A crank slaps the water and floats along for a few feet. The line tightens and the bill of the bait begins to dig into the current. Vibration transmits unimpeded up the low-stretch braided line, telling Kevin Morlock when his Storm Hot 'N Tot is running clean, cracking off rocks, digging into sand, or fouled by a leaf. He won't worry about feeling the strike.

Twelve hours prior, we were 30 miles north on the Big Manistee with Mark Chmura. When the big, orange sun came climbing into the trees the following morning, we were on the lower end of the famous Pere Marquette. And Morlock showed me again how cranks are not just for dropping back behind a drift boat in a V pattern with rods in holders for steelhead.

A couple years ago, we filmed a TV show together pitching Rapala Shad Raps, Tail Dancers, and Original Floating Minnows about 10 miles upstream of this spot, and Kevin revealed how we could fire cranks upstream behind current breaks like fallen trees, points, and rock piles — into spots you just can't reach by dropping plugs back and working them with the movement of the boat. I remember catching our "closer" by pitching a Hot 'N Tot upstream of a tree and letting it drift down under the branches, which hung way to0 close to the water to allow a direct cast. The strike felt like the lure intercepted a runaway freight train.

Steelhead can get tunnel vision when they run down a crank, becoming so fascinated with the wobbling, struggling "thing" that they don't care about that dark, opaque, highly-visible braided line connected to a Berkley Cross-Lok Snap. They come from farther away than they do to hit a fly or a spawn bag, sometimes bulging the river's surface for 20 feet or more.

The great thing about crankin' is covering water fast. It takes 5 or 6 drifts with a float or chuck-and-duck rig to cover the same area you clear in one cast with a crank. The technique is somewhat similar to fishing spoons. Cast cross-stream or slightly down against the far bank, tighten the line, and let the lure dig and swing. The big difference is, a crank floats, making it much more efficient. When you tap into wood or hang slightly, you can back off on the pressure and let it float up. The bill helps protect the hooks, too, by leading the way and bouncing off wood and rock, attracting more attention with the added noise. Once the lure is straight below the boat, you can let it hang there for 10 to 20 seconds, wobbling in place.

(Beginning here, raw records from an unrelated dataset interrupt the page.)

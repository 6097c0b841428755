use colog::format::CologStyle;
use env_logger::Builder;
use log::{Level, LevelFilter};

struct CustomLevelTokens;

impl CologStyle for CustomLevelTokens {
    fn level_token(&self, level: &Level) -> &str {
        match *level {
            Level::Error => "ERR",
            Level::Warn => "WRN",
            Level::Info => "INF",
            Level::Debug => "DBG",
            Level::Trace => "TRC",
        }
    }
}

pub struct Logger;

impl Logger {
    /// Logs go to stderr, stdout belongs to relay responses.
    pub fn init(level: Option<LevelFilter>) {
        Builder::new()
            .filter(Some("chat_relay"), level.unwrap_or(LevelFilter::Info))
            .filter(Some("reqwest"), LevelFilter::Warn)
            .filter(Some("hyper_util"), LevelFilter::Warn)
            .target(env_logger::Target::Stderr)
            .format(colog::formatter(CustomLevelTokens))
            .write_style(env_logger::WriteStyle::Auto)
            .init();
    }

    /// Parses a configured level name such as `"debug"`, warning about names that don't parse.
    pub fn level(name: Option<&str>) -> Option<LevelFilter> {
        let name = name?;
        match name.parse() {
            Ok(level) => Some(level),
            Err(_) => {
                eprintln!("unknown log level \"{name}\", falling back to info");
                None
            }
        }
    }
}
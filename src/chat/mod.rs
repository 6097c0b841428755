pub mod client;
pub mod context;
pub mod engine;
pub mod store;

pub use context::{ChatMessage, MessageRole};
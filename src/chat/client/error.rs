use std::fmt::Display;

use serde::{Deserialize, Serialize};

/// Low-level reason a connection could not be established.
#[derive(Debug, Clone, PartialEq, Eq)]
pub enum NetworkCode {
    /// `ENOTFOUND`
    DnsFailure,
    /// `ECONNREFUSED`
    ConnectionRefused,
    Other(String),
}

impl Display for NetworkCode {
    fn fmt(&self, f: &mut std::fmt::Formatter<'_>) -> std::fmt::Result {
        match self {
            NetworkCode::DnsFailure => f.write_str("ENOTFOUND"),
            NetworkCode::ConnectionRefused => f.write_str("ECONNREFUSED"),
            NetworkCode::Other(code) => f.write_str(code),
        }
    }
}

/// Error body of an OpenAI-style API, `{"error": {"message": ..}}`.
#[derive(Debug, Clone, Default, PartialEq, Serialize, Deserialize)]
pub struct ErrorPayload {
    #[serde(default)]
    pub error: Option<ErrorBody>,
}

#[derive(Debug, Clone, Default, PartialEq, Serialize, Deserialize)]
pub struct ErrorBody {
    #[serde(default)]
    pub message: Option<String>,
    #[serde(default, rename = "type")]
    pub kind: Option<String>,
    #[serde(default)]
    pub code: Option<serde_json::Value>,
}

impl ErrorPayload {
    /// The nested error message, if there is a non-empty one.
    pub fn message(&self) -> Option<&str> {
        self.error
            .as_ref()
            .and_then(|body| body.message.as_deref())
            .filter(|message| !message.is_empty())
    }
}

/// Everything that can go wrong in a completion call, tagged by how far the request got.
#[derive(Debug, Clone, PartialEq, thiserror::Error)]
pub enum CompletionError {
    /// The service answered with a non-success status.
    #[error("completion service responded with {status} {status_text}")]
    Http {
        status: u16,
        status_text: String,
        payload: Option<ErrorPayload>,
    },

    /// The request went out but no (complete) response came back.
    #[error("no response from completion service: {message}")]
    NoResponse { message: String },

    /// A connection could not be established.
    #[error("could not reach completion service ({code}): {message}")]
    Network { code: NetworkCode, message: String },

    /// The request could not be built or sent, or the reply could not be understood.
    #[error("completion request failed: {message}")]
    Setup { message: String },
}
use async_trait::async_trait;
use serde::{Deserialize, Serialize};

use super::context::ChatMessage;

mod classify;
mod error;
mod openai;
#[cfg(test)]
pub mod testing;

pub use classify::{ClassifiedError, classify};
pub use error::{CompletionError, ErrorBody, ErrorPayload, NetworkCode};
pub use openai::OpenAIClient;

/// Sampling options for a single completion call.
#[derive(Debug, Clone, PartialEq, Serialize, Deserialize)]
pub struct CompletionOptions {
    pub temperature: f64,
    pub candidate_count: u32,
    pub stream: bool,
}

impl Default for CompletionOptions {
    fn default() -> Self {
        Self {
            temperature: 1.0,
            candidate_count: 1,
            stream: false,
        }
    }
}

/// One request/response round trip to a chat-completion service. No retries happen here.
#[async_trait]
pub trait CompletionClient: Send + Sync {
    async fn complete(
        &self,
        model: &str,
        messages: &[ChatMessage],
        options: &CompletionOptions,
    ) -> Result<ChatMessage, CompletionError>;
}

Kevin uses a 7-foot, medium-power spinning rod with 20-pound Berkley FireLine to get more vibration from the bait and to get it deeper. A low-stretch braid like FireLine gains positive traction on a silver bullet that rams his lure near a log jam. No need to set the hook. Just hope you can hold onto the rod.

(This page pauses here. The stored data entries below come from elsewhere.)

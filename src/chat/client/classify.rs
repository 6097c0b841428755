use super::error::{CompletionError, NetworkCode};

/// The user-facing category of a failed completion call. `Display` is the message shown to the
/// caller.
#[derive(Debug, Clone, PartialEq, Eq, thiserror::Error)]
pub enum ClassifiedError {
    #[error(
        "Unauthorized: Invalid OpenAI API key, please check the OPENAI_KEY setting in your environment or config.toml."
    )]
    InvalidCredential,

    #[error("{0}")]
    UpstreamApplication(String),

    #[error("Request failed with status code {status}: {status_text}")]
    UpstreamHttp { status: u16, status_text: String },

    #[error("No response received from the server")]
    NoResponse,

    #[error("Network error: {0}")]
    NetworkUnreachable(String),

    #[error("Request setup error: {0}")]
    RequestSetup(String),
}

/// Maps a completion failure onto exactly one category. Arms are tried top to bottom, so a 401
/// wins over an error payload, and a payload wins over the bare status line.
pub fn classify(error: &CompletionError) -> ClassifiedError {
    match error {
        CompletionError::Http { status: 401, .. } => ClassifiedError::InvalidCredential,
        CompletionError::Http {
            payload: Some(payload),
            ..
        } if payload.message().is_some() => {
            ClassifiedError::UpstreamApplication(payload.message().unwrap_or_default().to_string())
        }
        CompletionError::Http {
            status,
            status_text,
            ..
        } => ClassifiedError::UpstreamHttp {
            status: *status,
            status_text: status_text.clone(),
        },
        CompletionError::NoResponse { .. } => ClassifiedError::NoResponse,
        CompletionError::Network {
            code: NetworkCode::DnsFailure | NetworkCode::ConnectionRefused,
            message,
        } => ClassifiedError::NetworkUnreachable(message.clone()),
        CompletionError::Network { message, .. } | CompletionError::Setup { message } => {
            ClassifiedError::RequestSetup(message.clone())
        }
    }
}
use async_trait::async_trait;
use chrono::{DateTime, Duration, Utc};
use indexmap::IndexMap;
use tokio::sync::RwLock;
use uuid::Uuid;

use crate::chat::context::{NewMessage, PersistedMessage};

use super::{ConversationStore, StoreError};

#[derive(Default)]
struct Log {
    conversations: IndexMap<String, Vec<PersistedMessage>>,
    last_created_at: Option<DateTime<Utc>>,
}

impl Log {
    // wall clock can repeat or step back, creation order must not
    fn next_timestamp(&mut self) -> DateTime<Utc> {
        let now = Utc::now();
        let created_at = match self.last_created_at {
            Some(last) if now <= last => last + Duration::microseconds(1),
            _ => now,
        };

        self.last_created_at = Some(created_at);
        created_at
    }
}

/// Process-local conversation log. Everything is lost when the process exits.
#[derive(Default)]
pub struct MemoryStore {
    log: RwLock<Log>,
}

impl MemoryStore {
    pub fn new() -> Self {
        Self::default()
    }

    /// Number of messages stored under `conversation_id`.
    #[cfg(test)]
    pub async fn len(&self, conversation_id: &str) -> usize {
        self.log
            .read()
            .await
            .conversations
            .get(conversation_id)
            .map_or(0, |messages| messages.len())
    }

    /// Every message of the conversation, oldest first.
    #[cfg(test)]
    pub async fn history(&self, conversation_id: &str) -> Vec<PersistedMessage> {
        self.log
            .read()
            .await
            .conversations
            .get(conversation_id)
            .cloned()
            .unwrap_or_default()
    }
}

#[async_trait]
impl ConversationStore for MemoryStore {
    async fn append(&self, message: NewMessage) -> Result<PersistedMessage, StoreError> {
        let mut log = self.log.write().await;
        let created_at = log.next_timestamp();

        let NewMessage {
            conversation_id,
            role,
            content,
        } = message;

        let persisted = PersistedMessage {
            id: Uuid::new_v4(),
            conversation_id: conversation_id.clone(),
            role,
            content,
            created_at,
        };

        log.conversations
            .entry(conversation_id)
            .or_default()
            .push(persisted.clone());

        Ok(persisted)
    }

    async fn recent_messages(
        &self,
        conversation_id: &str,
        limit: usize,
    ) -> Result<Vec<PersistedMessage>, StoreError> {
        let log = self.log.read().await;

        Ok(log
            .conversations
            .get(conversation_id)
            .map(|messages| messages.iter().rev().take(limit).cloned().collect())
            .unwrap_or_default())
    }
}
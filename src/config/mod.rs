pub mod store;
pub mod structure;

pub use store::RelayConfig;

Mary, of course, wasn't about to quit float fishing because we were reminiscing about good times with cranks. And she caught the biggest fish of the day — a 31 1/2-incher pushing 12 pounds — using a Mustad 9260D on a 5.6-pound Raven Fluorocarbon leader. She saw the fish roll and sent her Thill River Master float drifting on course to intercept.

Something magic about watching a float disappear right where you expect it to, at a speed that says, "this is no snag." Of course, feeling a wild, Pere Marquette steelie slam a crank is something not soon forgotten, either. No stocked fish in this river, Bubba. And the guy to learn all the tricks of the trade from is Kevin Morlock. He's an equal-opportunity guide, so bring a fly rod, a centerpin rig, a spinner box — whatever suits your fancy. Kevin's a Jack of all trades, into whatever's working at the time, providing a perfect opportunity to learn something new.

The weather was unseasonably mild, the winds light, and the sky clear as we slipped under the sheets that night. No worries. We never gave weather a second thought all week, maintaining radio and TV silence. But as we slept, the frost giants came stealing south.